Seu núcleo exposto ao ar livre começa a liberar uma nuvem de fumaça e vapor de elementos radioativos pesados, como estrôncio e cério, que se depositam nas imediações da central.
Os bombeiros que chegaram para conter o incêndio e impedir que se propagasse para os outros reatores, desprovidos dos equipamentos de proteção apropriados, foram as primeiras vítimas da catástrofe.
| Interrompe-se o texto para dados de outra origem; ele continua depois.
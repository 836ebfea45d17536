//! Host infrastructure: the port-forwarding seam, the cross-process port
//! arbiter, and the blocking TCP control channel.

pub mod channel;
pub mod forwarder;
pub mod port_arbiter;
//! # camlink-host
//!
//! Host-side session engine for remote image-capture devices.
//!
//! A device exposes its control service on a fixed remote TCP port; the
//! host reaches it through a forwarded local port. This crate owns
//! everything on the host side of that connection:
//!
//! - **`infrastructure`** – the port arbiter (exclusive allocation of one
//!   forwarded port per device across concurrent host processes), the
//!   forwarding-tool seam, and the blocking TCP control channel.
//! - **`application`** – the [`Session`] engine: one device, one opened
//!   camera, one in-flight command at a time. Capture bursts, 3A
//!   convergence, recordings, and capability queries all go through it.
//! - **`domain`** – host configuration and the camera-properties wrapper
//!   that answers capability lookups.
//!
//! Sessions are strictly single-owner and synchronous: every operation
//! takes `&mut self`, blocks until its response frames have arrived, and
//! leaves the socket quiet. Concurrency across devices comes from running
//! one session per device, not from sharing one.

pub mod application;
pub mod domain;
pub mod infrastructure;

pub use application::convergence::{ThreeAConfig, WeightedRegion};
pub use application::queries::RecordingOptions;
pub use application::session::{Session, SessionError, SessionErrorKind, Timeouts};
pub use domain::config::{ConfigError, HostConfig};
pub use domain::properties::CameraProperties;
pub use infrastructure::channel::{ControlChannel, TcpChannel};
pub use infrastructure::forwarder::{AdbForwarder, ForwardError, ForwardRule, PortForwarder};
pub use infrastructure::port_arbiter::{AllocationError, ArbiterSettings, PortArbiter};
Cinqüenta milhões de cúrios (12 bilhões de béqueres) – uma potência equivalente a 500 bombas de Hiroshima – causaram uma trágica contaminação em Bielorrússia, no norte da Ucrânia e em uma parte do território russo. A radiação se dissemina por toda a Europa
Os quase 50 mil habitantes da cidade de Pripyat, situada a apenas 3km da central, só ficaram sabendo da importância da catástrofe no dia seguinte, quando foram evacuados.
Cerca de 600 mil pessoas, entre bombeiros, civis e soldados, conhecidos posteriormente como os “liquidadores”, foram mobilizados para enfrentar o desastre e construir um “sarcófago” para encerrar hermeticamente o reator danificado por 20 ou 30 anos.
O balanço exato das vítimas nunca foi estabelecido de maneira confiável e continua provocando debates depois de todos esses anos.